Patrick McCormick
patrick.mccormick@alum.mit.edu
2015-01-05
Administrative healthcare data is frequently the only available source for determining individual risk of mortality when looking at thousands or millions of patient records. Medical chart abstraction just isn't feasible for projects of this scale.
In the United States, the records for every inpatient and outpatient encounter is reviewed by a qualified medical coder who assigns a set of diagnosis and procedural codes based on phrases within the medical record. The coding system currently in use is ICD-9-CM. ICD-9-CM is an adaptation of the venerable ICD-9 standard which was developed in 1978. The U.S. National Center for Health Statistics (NCHS) developed ICD-9-CM, which has been required for Medicare and Medicaid claims since 1979. ICD-9-CM is updated annually.

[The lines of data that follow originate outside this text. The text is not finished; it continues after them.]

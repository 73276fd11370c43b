//! Document served for navigations while the network is unreachable.

use bridge_traits::http::FetchResponse;

pub const OFFLINE_TITLE: &str = "SoundScape - Offline";

const OFFLINE_DOCUMENT: &str = r#"<!DOCTYPE html>
<html lang="en">
<head>
  <meta charset="utf-8">
  <meta name="viewport" content="width=device-width, initial-scale=1.0">
  <title>SoundScape - Offline</title>
  <style>
    body { font-family: system-ui, sans-serif; background: #121212; color: #f0f0f0;
           text-align: center; padding: 2rem; display: flex; flex-direction: column;
           justify-content: center; min-height: 100vh; margin: 0; }
    h1 { color: #1db954; }
    button { background: #1db954; color: #fff; border: none; padding: 12px 24px;
             border-radius: 8px; font-size: 16px; cursor: pointer; }
  </style>
</head>
<body>
  <h1>SoundScape</h1>
  <p>You are offline.</p>
  <p>The app works offline once it has been loaded and your audio files are added.</p>
  <button onclick="location.reload()">Retry</button>
</body>
</html>
"#;

/// Minimal HTML page explaining that the app is offline.
pub fn offline_fallback_document() -> FetchResponse {
    FetchResponse::new(200, OFFLINE_DOCUMENT).header("Content-Type", "text/html; charset=utf-8")
}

At some point, perhaps as soon as October 2015, ICD-10-CM codes will need to be used instead. It is likely that “dual coding” of claims in both sets will continue for some time.
In the meantime, there is a wealth of administrative data available within the ICD-9-CM diagnostic and procedural codes stored within US healthcare systems. The routines in this package are designed to help determine comorbidity and medical risk status of a given patient using several popular models published in the peer-reviewed literature.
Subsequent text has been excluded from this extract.